**Work instruction**. All lines from the opening of the data to the line containing "call, in order." must be returned unchanged, and only those lines.

**Stored data entries**.
Start of Block

//! Test doubles: a detector with scripted per-frame output and in-memory
//! frame source/sink.

use std::collections::VecDeque;

use anyhow::bail;
use image::{Rgb, RgbImage};

use crate::bbox::Bbox;
use crate::coco_classes;
use crate::detector::{Detection, Detector};
use crate::threshold::Threshold;
use crate::video::{FrameSink, FrameSource, VideoInfo};

/// Returns a fixed list of `(class_idx, bbox)` per call, in order.
/// Once the script runs out every further frame has no detections.
#[derive(Debug, Clone, Default)]
pub struct ScriptedDetector {
    script: VecDeque<Vec<(usize, Bbox)>>,
    apply_threshold: bool,
    pub calls: usize,
}

impl ScriptedDetector {
    pub fn new(script: Vec<Vec<(usize, Bbox)>>) -> Self {
        Self {
            script: script.into(),
            apply_threshold: true,
            calls: 0,
        }
    }

    /// Returns scripted boxes even when they fall below the threshold.
    pub fn ignoring_threshold(mut self) -> Self {
        self.apply_threshold = false;
        self
    }
}

impl Detector for ScriptedDetector {
    fn detect(&mut self, _frame: &RgbImage, threshold: Threshold) -> anyhow::Result<Vec<Detection>> {
        self.calls += 1;
        let frame = self.script.pop_front().unwrap_or_default();
        Ok(frame
            .into_iter()
            .filter(|(_, b)| !self.apply_threshold || threshold.admits(b.confidence))
            .map(|(class_idx, bbox)| Detection {
                class_idx,
                label: String::new(),
                bbox,
            })
            .collect())
    }

    fn class_name(&self, class_idx: usize) -> Option<&str> {
        coco_classes::NAMES.get(class_idx).copied()
    }
}

/// A detector whose inference always fails.
#[derive(Debug, Clone, Copy, Default)]
pub struct BrokenDetector;

impl Detector for BrokenDetector {
    fn detect(&mut self, _frame: &RgbImage, _threshold: Threshold) -> anyhow::Result<Vec<Detection>> {
        bail!("model exploded")
    }

    fn class_name(&self, _class_idx: usize) -> Option<&str> {
        None
    }
}

/// Serves pre-built frames.
#[derive(Debug, Clone)]
pub struct MemorySource {
    info: VideoInfo,
    frames: VecDeque<RgbImage>,
    fail_after: Option<usize>,
    served: usize,
}

impl MemorySource {
    /// `count` solid frames whose red channel is the frame index.
    pub fn solid(count: usize, width: u32, height: u32, fps: u32) -> Self {
        let frames = (0..count)
            .map(|i| RgbImage::from_pixel(width, height, Rgb([i as u8, 64, 128])))
            .collect();
        Self {
            info: VideoInfo {
                width,
                height,
                fps,
                total_frames: Some(count as u64),
            },
            frames,
            fail_after: None,
            served: 0,
        }
    }

    pub fn with_total_frames(mut self, total: Option<u64>) -> Self {
        self.info.total_frames = total;
        self
    }

    /// Reports a decode error after `n` frames were served.
    pub fn failing_after(mut self, n: usize) -> Self {
        self.fail_after = Some(n);
        self
    }

    pub fn frames(&self) -> impl Iterator<Item = &RgbImage> {
        self.frames.iter()
    }
}

impl FrameSource for MemorySource {
    fn info(&self) -> VideoInfo {
        self.info
    }

    fn read_frame(&mut self) -> anyhow::Result<Option<RgbImage>> {
        if self.fail_after == Some(self.served) {
            bail!("corrupt packet after frame {}", self.served);
        }
        let frame = self.frames.pop_front();
        if frame.is_some() {
            self.served += 1;
        }
        Ok(frame)
    }
}

/// Collects written frames and counts `finish` calls.
#[derive(Debug, Clone, Default)]
pub struct MemorySink {
    pub frames: Vec<RgbImage>,
    pub finish_calls: usize,
    dims: Option<(u32, u32)>,
}

impl MemorySink {
    /// A sink that rejects frames of any other size, like a real encoder.
    pub fn sized(width: u32, height: u32) -> Self {
        Self {
            dims: Some((width, height)),
            ..Self::default()
        }
    }

    pub fn is_finished(&self) -> bool {
        self.finish_calls > 0
    }
}

impl FrameSink for MemorySink {
    fn write_frame(&mut self, frame: &RgbImage) -> anyhow::Result<()> {
        if self.is_finished() {
            bail!("write after finish");
        }
        if let Some(dims) = self.dims {
            if frame.dimensions() != dims {
                bail!("frame is {:?}, sink expects {dims:?}", frame.dimensions());
            }
        }
        self.frames.push(frame.clone());
        Ok(())
    }

    fn finish(&mut self) -> anyhow::Result<()> {
        self.finish_calls += 1;
        Ok(())
    }
}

End of Block

**Response to the task**.
//! Test doubles: a detector with scripted per-frame output and in-memory
//! frame source/sink.

use std::collections::VecDeque;

use anyhow::bail;
use image::{Rgb, RgbImage};

use crate::bbox::Bbox;
use crate::coco_classes;
use crate::detector::{Detection, Detector};
use crate::threshold::Threshold;
use crate::video::{FrameSink, FrameSource, VideoInfo};

/// Returns a fixed list of `(class_idx, bbox)` per call, in order.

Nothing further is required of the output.